Let me give one, brief, example of what such a strategy looks like. In seventh-century Iberia, Jews were a major concern of the ruling Visigothic elite. Early in the century, one king, Sisebut, forcibly baptised a large number of Jews, thereby bequeathing his successors a major problem: a considerable population of nominal Christians, who in practice remained a Jewish community. The regime could not allow backsliding into what would have been perceived as apostacy, but it also clearly struggled to turn these baptised Jews into Visigothic Christians overnight. The result was a vast quantity of legislation in varying kinds aimed at dealing with this problem. One key element in the approach was a series of legal agreements between the community of baptised Jews in the city of Toledo and the king as to what the community could and could not do. The list of things that they could not do was, predictably, long: circumcision, Jewish marriage customs, Jewish holidays and Jewish dietary customs were all forbidden. Or almost all forbidden. In fact, the Toledan baptised Jews were not forced to eat pork, providing that their aversion to it arose from natura and not from superstitio.
This is an act of description. One reason for refusing to consume pork (because of an adherence to Old Testament dietary regulations) was categorized in religious terms; here, as is usual, “superstition” simply meant somebody else’s “religion.” Another reason for refusing to consume pork (in this case the wider textual context makes clear that this is because of an aversion to pork arising from the customs in which one was raised), was categorized in non-religious terms as in some sense ‘natural’. In other words, in essence these Visigothic rulers and their Toledan subjects were naming some things as “religious” and others as “not religious.” As far as we can tell, this was not because an agreed upon secular sphere existed in seventh-century Iberia; rather, it was because this particular distinction proved useful in these particular circumstances. This act of description was a secularizing strategy, separating religion from the secular in a way we are often told that pre-modern people simply never did.

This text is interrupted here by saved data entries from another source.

impl YahooClient {
    /// Build a client from config credentials; missing credentials are fatal
    pub fn from_config(config: &Config) -> Result<Self> {
        let creds = &config.credentials;
        let client_id = creds
            .yahoo_client_id
            .clone()
            .ok_or_else(|| LeagueError::Config("YAHOO_CLIENT_ID must be set".into()))?;
        let client_secret = creds
            .yahoo_client_secret
            .clone()
            .ok_or_else(|| LeagueError::Config("YAHOO_CLIENT_SECRET must be set".into()))?;

        let client = Client::builder().timeout(Duration::from_secs(30)).build()?;
        let token = load_token(&creds.yahoo_token_file);

        Ok(Self {
            client,
            client_id,
            client_secret,
            token_file: creds.yahoo_token_file.clone(),
            token: Mutex::new(token),
            league: config.league.clone(),
            game_key: Mutex::new(config.league.game_key.clone()),
        })
    }

    /// Authorization URL the user must visit to grant read access
    pub fn authorization_url(&self) -> String {
        format!(
            "{}?client_id={}&redirect_uri={}&response_type=code&scope={}",
            YahooApi::AUTH_URL,
            urlencoding::encode(&self.client_id),
            urlencoding::encode(YahooApi::REDIRECT_URI),
            urlencoding::encode(YahooApi::SCOPE)
        )
    }

    /// Current game key, fetched from `game/nfl` on first use if not configured
    pub async fn game_key(&self) -> Result<String> {
        if let Some(key) = self.game_key.lock().await.clone() {
            return Ok(key);
        }

        let response = self.get_json("game/nfl").await?;
        let key = parse_game_key(&response)?;
        info!("Retrieved game key: {}", key);
        *self.game_key.lock().await = Some(key.clone());
        Ok(key)
    }

    /// Return a usable access token, refreshing or re-authorizing as needed
    async fn access_token(&self) -> Result<String> {
        let mut guard = self.token.lock().await;
        let now = Utc::now().timestamp();

        if let Some(token) = guard.as_ref() {
            if !token.is_expired(now) {
                return Ok(token.access_token.clone());
            }
        }

        let refreshed = self.renew(guard.as_ref()).await?;
        let access = refreshed.access_token.clone();
        *guard = Some(refreshed);
        Ok(access)
    }

    /// Discard the current access token and obtain a new one
    async fn reauthenticate(&self) -> Result<()> {
        let mut guard = self.token.lock().await;
        let renewed = self.renew(guard.as_ref()).await?;
        *guard = Some(renewed);
        Ok(())
    }

    /// Try the refresh grant first, then the interactive flow
    async fn renew(&self, current: Option<&OAuthToken>) -> Result<OAuthToken> {
        if let Some(refresh_token) = current.and_then(|t| t.refresh_token.clone()) {
            let params = [
                ("grant_type", "refresh_token"),
                ("refresh_token", refresh_token.as_str()),
                ("redirect_uri", YahooApi::REDIRECT_URI),
            ];
            match self.exchange(&params).await {
                Ok(token) => {
                    info!("Refreshed Yahoo access token");
                    return Ok(token);
                }
                Err(e) => warn!("Token refresh failed, re-authorizing: {}", e),
            }
        }

        self.authorize_interactively().await
    }

    async fn authorize_interactively(&self) -> Result<OAuthToken> {
        println!("\n[*] Please authorize at:");
        println!("{}", self.authorization_url());
        println!("\n[?] Enter code: ");

        let mut code = String::new();
        BufReader::new(tokio::io::stdin())
            .read_line(&mut code)
            .await?;
        let code = code.trim();
        if code.is_empty() {
            return Err(LeagueError::Authentication(
                "no authorization code entered".into(),
            ));
        }

        let params = [
            ("grant_type", "authorization_code"),
            ("code", code),
            ("redirect_uri", YahooApi::REDIRECT_URI),
        ];
        self.exchange(&params).await
    }

    /// POST to the token endpoint and persist the result
    async fn exchange(&self, params: &[(&str, &str)]) -> Result<OAuthToken> {
        let response = self
            .client
            .post(YahooApi::TOKEN_URL)
            .basic_auth(&self.client_id, Some(&self.client_secret))
            .form(params)
            .send()
            .await
            .map_err(|e| LeagueError::SourceUnavailable(format!("token endpoint: {}", e)))?;

        if !response.status().is_success() {
            let status = response.status();
            let body = response.text().await.unwrap_or_default();
            return Err(LeagueError::Authentication(format!(
                "token endpoint returned {}: {}",
                status, body
            )));
        }

        let grant: TokenResponse = response.json().await?;
        let token = OAuthToken {
            access_token: grant.access_token,
            refresh_token: grant.refresh_token,
            expires_at: Utc::now().timestamp() + grant.expires_in,
        };

        let serialized = serde_json::to_string_pretty(&token)?;
        if let Err(e) = tokio::fs::write(&self.token_file, serialized).await {
            warn!("Failed to save token to {}: {}", self.token_file.display(), e);
        }

        Ok(token)
    }

    /// GET a resource as JSON, re-authenticating once on 401
    async fn get_json(&self, endpoint: &str) -> Result<Value> {
        let url = YahooApi::resource_url(endpoint);
        let mut reauthenticated = false;

        loop {
            let token = self.access_token().await?;
            debug!("Fetching {}", url);

            let response = self
                .client
                .get(&url)
                .bearer_auth(&token)
                .query(&[("format", "json")])
                .send()
                .await
                .map_err(|e| LeagueError::SourceUnavailable(format!("{}: {}", endpoint, e)))?;

            let status = response.status();
            if status == StatusCode::UNAUTHORIZED && !reauthenticated {
                warn!("Yahoo rejected token for {}, re-authenticating", endpoint);
                self.reauthenticate().await?;
                reauthenticated = true;
                continue;
            }

            if !status.is_success() {
                let body = response.text().await.unwrap_or_default();
                return Err(LeagueError::from_response(status.as_u16(), &body));
            }

            return response
                .json()
                .await
                .map_err(|e| LeagueError::MalformedRecord(format!("{}: {}", endpoint, e)));
        }
    }
}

Early medieval people could and did differentiate “religion” from “not religion” when it suited them to do so. These secularizing strategies are no less historically significant for being situational and often fleeting. The experiences of the baptised Jews of the Visigothic kingdom cannot easily be slotted into any narrative of the disenchantment of the world or the emergence of modern secularity. But they remain a significant analogue to other examples of the religion/secular divide being used throughout history and thereby deserve attention in the study of secularity. Searching for secularizing strategies allows us to write a history of secularity that not only takes the pre-modern world (i.e., the vast majority of historical humanity) as important, but also allows us to avoid turning that history into a teleology that privileges the emergence of a notional normative secularity. Context matters and thinking in terms of secularizing strategies takes context seriously, while still allowing us to bring together similar phenomena from radically different historical societies.